Now I am not going to delve into the virtues of Spark which have been listed endlessly all over the web along with its apparently single flaw : "needs to mature".  No, I am going to spend time talking about a specific - and seemingly minor- limitation as a tool for experienced Machine Learning Engineers who want to build large-scale, end-to-end learning systems. Or perhaps this is just a long overdue rant after many sessions of intense debugging ; disguised as a technical review.  I hope you will indulge me.

What prompted this post (which I had originally intended to use as a guide for setting up spark-notebooks) was the design and implementation of a complete anomaly-detection system from scratch; in Scala using Apache Spark. 

The over-arching approach I decided on, was to calculate different density metrics as well as distance measures of relevant parameters and encode the outputs of those models as features of a Single-Class SVM. Not terribly daunting.

I am a big believer of taking advantage of (which is not the same thing as reliance) libraries ; even if you end up having to make lots of changes to turn it into something you want. Chances are pretty high that other people besides you have used the library and contributed to it to make it better than what you would have carved from scratch. Also, I like to spend my time working on interesting problems that remain unsolved. That being said, I have experience working with Mllib libraries and expected to have to make my own changes to mold their SVM into something to best serve my purposes. I also knew that Mllib was lacking in its number of available algorithms  (Tanimoto distance is a relevant example).

I also have very extensive experience using Apache Mahout, and while I have had some really fun times with it, I feel that it has become rather too heavy-weight.

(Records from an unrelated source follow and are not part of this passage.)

//! Non-zero count and non-zero average regression test
//!
//! Uses a sparse grid so that most windows mix zero and non-zero cells.

use pixsum_core::{PixelSum, TableKind};
use pixsum_test::{
    RegParams, naive_non_zero_average, naive_non_zero_count, naive_sum, sparse_random_grid,
};

const WIDTH: usize = 500;
const HEIGHT: usize = 400;

const DELTA: f64 = 1e-9;

fn build() -> (Vec<u8>, PixelSum) {
    let grid = sparse_random_grid(WIDTH, HEIGHT, 0x2e70);
    let ps = PixelSum::new(Some(&grid[..]), WIDTH as i32, HEIGHT as i32).expect("build tables");
    (grid, ps)
}

#[test]
fn non_zero_count_reg() {
    let mut rp = RegParams::new("non_zero_count");
    let (grid, ps) = build();
    let w = WIDTH as i32;
    let h = HEIGHT as i32;

    // --- Test 1: single cells count 1 exactly when non-zero ---
    let mut mismatches = 0;
    for y in 0..HEIGHT {
        for x in 0..WIDTH {
            let expected = u32::from(grid[y * WIDTH + x] != 0);
            if ps.non_zero_count(x as i32, y as i32, x as i32, y as i32) != expected {
                mismatches += 1;
            }
        }
    }
    rp.compare_counts(0, mismatches);

    // --- Test 2: full grid, precomputed and via the table ---
    let precomputed = grid.iter().filter(|&&v| v != 0).count() as u64;
    rp.compare_counts(precomputed, u64::from(ps.non_zero_count(0, 0, w - 1, h - 1)));
    rp.compare_counts(precomputed, u64::from(ps.table(TableKind::NonZero).total()));
    eprintln!("  non-zero cells: {} of {}", precomputed, WIDTH * HEIGHT);

    // --- Test 3: interior and straddling rectangles ---
    let cases = [
        ((100, 75, w - 100, h - 150), (100, 75, WIDTH - 100, HEIGHT - 150)),
        ((100, 0, w + 1000, h - 1), (100, 0, WIDTH - 1, HEIGHT - 1)),
        ((0, 100, w - 1, h + 1000), (0, 100, WIDTH - 1, HEIGHT - 1)),
        ((-100, 0, w + 1000, h - 1), (0, 0, WIDTH - 1, HEIGHT - 1)),
        ((0, -100, w - 1, h - 50), (0, 0, WIDTH - 1, HEIGHT - 50)),
    ];
    for ((x0, y0, x1, y1), (vx0, vy0, vx1, vy1)) in cases {
        let expected = naive_non_zero_count(&grid, WIDTH, vx0, vy0, vx1, vy1);
        rp.compare_counts(expected, u64::from(ps.non_zero_count(x0, y0, x1, y1)));
        rp.compare_counts(expected, u64::from(ps.non_zero_count(x1, y0, x0, y1)));
    }

    // --- Test 4: rectangles missing the grid ---
    rp.compare_counts(0, u64::from(ps.non_zero_count(100, -1000, w - 25, -50)));
    rp.compare_counts(0, u64::from(ps.non_zero_count(w + 100, 10, w + 25, 50)));
    rp.compare_counts(0, u64::from(ps.non_zero_count(w + 100, h + 10, w + 150, h + 50)));
    rp.compare_counts(0, u64::from(ps.non_zero_count(-100, -10, -100, -50)));

    assert!(rp.cleanup(), "non_zero_count regression test failed");
}

#[test]
fn non_zero_average_reg() {
    let mut rp = RegParams::new("non_zero_average");
    let (grid, ps) = build();
    let w = WIDTH as i32;
    let h = HEIGHT as i32;

    // --- Test 1: single cells, zero cells included ---
    for y in (0..HEIGHT).step_by(5) {
        for x in (0..WIDTH).step_by(3) {
            let got = ps.non_zero_average(x as i32, y as i32, x as i32, y as i32);
            rp.compare_values(f64::from(grid[y * WIDTH + x]), got, 0.0);
        }
    }

    // --- Test 2: full grid ---
    let sum = naive_sum(&grid, WIDTH, 0, 0, WIDTH - 1, HEIGHT - 1);
    let count = naive_non_zero_count(&grid, WIDTH, 0, 0, WIDTH - 1, HEIGHT - 1);
    rp.compare_values(
        sum as f64 / count as f64,
        ps.non_zero_average(0, 0, w - 1, h - 1),
        DELTA,
    );

    // --- Test 3: interior and straddling rectangles ---
    let cases = [
        ((100, 75, w - 100, h - 150), (100, 75, WIDTH - 100, HEIGHT - 150)),
        ((100, 0, w + 1000, h - 1), (100, 0, WIDTH - 1, HEIGHT - 1)),
        ((0, -100, w - 1, h - 50), (0, 0, WIDTH - 1, HEIGHT - 50)),
        ((w - 3, h - 3, w + 3, h + 3), (WIDTH - 3, HEIGHT - 3, WIDTH - 1, HEIGHT - 1)),
    ];
    for ((x0, y0, x1, y1), (vx0, vy0, vx1, vy1)) in cases {
        let expected = naive_non_zero_average(&grid, WIDTH, vx0, vy0, vx1, vy1);
        rp.compare_values(expected, ps.non_zero_average(x0, y0, x1, y1), DELTA);
    }

    // --- Test 4: missing rectangles and all-zero grids ---
    rp.compare_values(0.0, ps.non_zero_average(-100, -10, -100, -50), 0.0);
    let zeros = [0u8; 4];
    let empty = PixelSum::new(Some(&zeros[..]), 2, 2).expect("build zeros");
    rp.compare_values(0.0, empty.non_zero_average(0, 0, 1, 1), 0.0);

    // --- Test 5: mixed 3x2 grid ---
    let mixed = [0u8, 4, 0, 2, 1, 0];
    let ps = PixelSum::new(Some(&mixed[..]), 3, 2).expect("build mixed");
    rp.compare_counts(3, u64::from(ps.non_zero_count(0, 0, 2, 1)));
    rp.compare_values(7.0 / 3.0, ps.non_zero_average(0, 0, 2, 1), 0.0);

    assert!(rp.cleanup(), "non_zero_average regression test failed");
}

Even when we switched our Machine Learning operations to run on Spark, we maintained usage of Apache Mahout due to its extensive embedding in our system and lack of functional counterparts in Apache Spark's Mllib.

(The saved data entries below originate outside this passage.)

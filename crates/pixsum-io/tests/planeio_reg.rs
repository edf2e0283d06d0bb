//! Plane I/O regression test
//!
//! Writes seeded planes to disk as PGM and PNG, reads them back through
//! format detection, and checks that the region statistics of the loaded
//! plane match brute-force sums over the original bytes.
//!
//! Run with:
//! ```text
//! cargo test -p pixsum-io --test planeio_reg
//! ```

use pixsum_core::{GrayPlane, PixelSum};
use pixsum_io::{PlaneFormat, read_plane, read_plane_mem, write_plane, write_plane_to};
use pixsum_test::{RegParams, naive_non_zero_count, naive_sum, sparse_random_grid};
use std::path::PathBuf;

const WIDTH: usize = 61;
const HEIGHT: usize = 37;

fn temp_path(name: &str, format: PlaneFormat) -> PathBuf {
    std::env::temp_dir().join(format!(
        "pixsum_{}_{}.{}",
        name,
        std::process::id(),
        format.extension()
    ))
}

fn check_loaded(rp: &mut RegParams, grid: &[u8], plane: &GrayPlane) {
    rp.compare_counts(WIDTH as u64, plane.width() as u64);
    rp.compare_counts(HEIGHT as u64, plane.height() as u64);

    let ps = PixelSum::from_plane(plane).expect("build from loaded plane");
    let (x1, y1) = (WIDTH - 1, HEIGHT - 1);
    rp.compare_counts(
        naive_sum(grid, WIDTH, 0, 0, x1, y1),
        ps.pixel_sum(0, 0, x1 as i32, y1 as i32) as u64,
    );
    rp.compare_counts(
        naive_non_zero_count(grid, WIDTH, 10, 5, 40, 30),
        ps.non_zero_count(40, 30, 10, 5) as u64,
    );
}

#[test]
fn planeio_reg() {
    let mut rp = RegParams::new("planeio");
    let grid = sparse_random_grid(WIDTH, HEIGHT, 11);
    let plane = GrayPlane::from_vec(WIDTH as u32, HEIGHT as u32, grid.clone()).unwrap();

    for format in [PlaneFormat::Pgm, PlaneFormat::Png] {
        eprintln!("=== {:?} ===", format);
        let path = temp_path("planeio", format);
        write_plane(&plane, &path, format).expect("write plane");
        let loaded = read_plane(&path).expect("read plane");
        let _ = std::fs::remove_file(&path);
        check_loaded(&mut rp, &grid, &loaded);

        let mut encoded = Vec::new();
        write_plane_to(&plane, &mut encoded, format).expect("encode plane");
        let loaded = read_plane_mem(&encoded).expect("decode plane");
        check_loaded(&mut rp, &grid, &loaded);

        let summary = format!(
            "{:?}: {} bytes encoded, {}x{} loaded\n",
            format,
            encoded.len(),
            loaded.width(),
            loaded.height()
        );
        rp.write_display_text(format.extension(), &summary)
            .expect("write encode summary");
    }

    assert!(rp.cleanup());
}

#[test]
fn planeio_missing_file() {
    let path = temp_path("does_not_exist", PlaneFormat::Pgm);
    assert!(matches!(
        read_plane(&path),
        Err(pixsum_io::IoError::Io(_))
    ));
}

But this is a new job, a new system, a clean slate. So I got down to business coding some distances from scratch. Simple enough. Or so I thought. After all, the first order of business was to do some basic linear algebra between two Vectors.. you know.. some dot products, some norms, etc. To my horror, I could not find any proper (i.e. anything that isn't super inefficient and hacky) support for vector operations. What?

So I googled. First, as it turns out I am not the first to be shocked by this stunner. Some golden responses :

As I understand it, the Spark people do not want to expose third party APIs (including Breeze) so that it’s easier to change if they decide to move away from them.

You could always put just a simple implicit conversion class in that package and write the rest of your code in your own package. Not much better than just putting everything in there, but it makes it a little more obvious why you’re doing it.
— dlwh
putting code in the mllib.linalg package is not a viable solution for clients of the mllib framework
— javadba

WHAT?!?! This folly was intentional? Now, you may think, "Zoe, come on, it's not that bad, what's adding another class?" But that is not what I have a problem with; I see this as a topic of principle and what I found upon deeper digging on the matter necessitated this post. As it turns out, two Jira tickets (one as a follow-up to another) were created for the topic. 

Here's an excerpt from Sean Owen's gem (sarcasm) of a response:

I think the idea was that this is not supposed to become yet another vector/matrix library, and that you can manipulate the underlying breeze vector if needed
— Sean Owen

....Uh yeah that's nice, except you can't. 

Now, bear in mind I have a lot of respect for Sean Owen; he has made a lot of contributions to the Apache Spark project. But his reply on the subject is disappointing especially in light of the fact that as a top contributor, he has the power to shape the "culture" of this particular community - one that is becoming increasingly suffocating and exclusive.

I love the Apache Spark project, but I am willing to admit all that's Spark doesn't shine. So I write this not as a rant, but rather as an avid advocate and user of Apache Spark who wants to have a voice in the community and help make it better.